Report the tally of lines in the material below that have the string "SnippetMap", with no other output.
- Opening Delimiter -
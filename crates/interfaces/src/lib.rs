//! Interface contracts and the multi-backend security specification compiler.
//!
//! Packages declare **plugs** (capabilities they consume) and **slots**
//! (capabilities they provide). Each interface validates those declarations
//! and, once a plug is connected to a slot, contributes confinement policy to
//! five backends: AppArmor, seccomp, D-Bus, udev and systemd.
//!
//! ```no_run
//! use interfaces::{CompileInput, Compiler, Connection, PackageInfo, Registry};
//!
//! # fn main() -> interfaces::Result<()> {
//! let registry = Registry::builtin()?;
//! let gadget = PackageInfo::load("gadget.toml")?;
//! let app = PackageInfo::load("app.toml")?;
//! registry.sanitize_package(&gadget)?;
//! registry.sanitize_package(&app)?;
//!
//! let input = CompileInput::new().with_connection(Connection::between(
//!     app.plug("gpio").unwrap(),
//!     gadget.slot("pin").unwrap(),
//! )?);
//! let compiled = Compiler::new(&registry).compile_all(&input)?;
//! # let _ = compiled;
//! # Ok(())
//! # }
//! ```

mod attrs;
pub mod backend;
pub mod builtin;
mod compiler;
mod connection;
mod error;
mod interface;
mod label;
mod manifest;
mod package;
mod registry;

#[cfg(test)]
mod testutil;

pub use attrs::{AttrError, AttrValue, Attributes, Attrs};
pub use backend::{
    AppArmorSpec, Backend, DBusSpec, SeccompSpec, Service, ServiceType, Specification,
    SystemdSpec, UDevSpec,
};
pub use compiler::{CompileInput, Compiled, Compiler, TaggedSnippet};
pub use connection::{ConnectedPlug, ConnectedSlot, Connection};
pub use error::{Error, ErrorKind, Result, Side};
pub use interface::{
    Interface, StaticInfo, reserve_slot_for_core_or_gadget, sanitize_plug, sanitize_slot,
};
pub use label::Label;
pub use package::{
    AppInfo, PackageIdentity, PackageInfo, PackageType, PlugInfo, SlotInfo, security_tag,
};
pub use registry::Registry;
//! Seccomp syscall allow-lists.

use super::{Backend, Scoped, Scope, SnippetMap, Specification, with_scope};
use crate::connection::{ConnectedPlug, ConnectedSlot};
use crate::interface::Interface;
use crate::package::{PlugInfo, SlotInfo};
use crate::Result;

/// Accumulated syscall rules, keyed by security tag.
///
/// A snippet is one or more lines, each naming a syscall optionally
/// followed by argument filters (`socket AF_NETLINK - NETLINK_KOBJECT_UEVENT`).
#[derive(Debug, Clone, Default)]
pub struct SeccompSpec {
    snippets: SnippetMap,
}

impl SeccompSpec {
    pub fn add_snippet(&mut self, snippet: &str) {
        self.snippets.add(snippet);
    }

    pub fn snippet_for_tag(&self, tag: &str) -> Option<String> {
        self.snippets.snippet_for_tag(tag)
    }

    pub fn snippets(&self) -> Vec<(String, String)> {
        self.snippets.snippets()
    }
}

impl Scoped for SeccompSpec {
    fn scope_mut(&mut self) -> &mut Scope {
        self.snippets.scope_mut()
    }
}

impl Specification for SeccompSpec {
    const BACKEND: Backend = Backend::Seccomp;

    fn add_connected_plug(
        &mut self,
        iface: &dyn Interface,
        plug: &ConnectedPlug<'_>,
        slot: &ConnectedSlot<'_>,
    ) -> Result<()> {
        with_scope(self, iface, plug.security_tags(), |spec| {
            iface.seccomp_connected_plug(spec, plug, slot)
        })
    }

    fn add_connected_slot(
        &mut self,
        iface: &dyn Interface,
        plug: &ConnectedPlug<'_>,
        slot: &ConnectedSlot<'_>,
    ) -> Result<()> {
        with_scope(self, iface, slot.security_tags(), |spec| {
            iface.seccomp_connected_slot(spec, plug, slot)
        })
    }

    fn add_permanent_plug(&mut self, iface: &dyn Interface, plug: &PlugInfo) -> Result<()> {
        with_scope(self, iface, plug.security_tags(), |spec| {
            iface.seccomp_permanent_plug(spec, plug)
        })
    }

    fn add_permanent_slot(&mut self, iface: &dyn Interface, slot: &SlotInfo) -> Result<()> {
        with_scope(self, iface, slot.security_tags(), |spec| {
            iface.seccomp_permanent_slot(spec, slot)
        })
    }

    fn security_tags(&self) -> Vec<String> {
        self.snippets.security_tags()
    }
}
- Closing Delimiter -
# [Answer to the problem]
2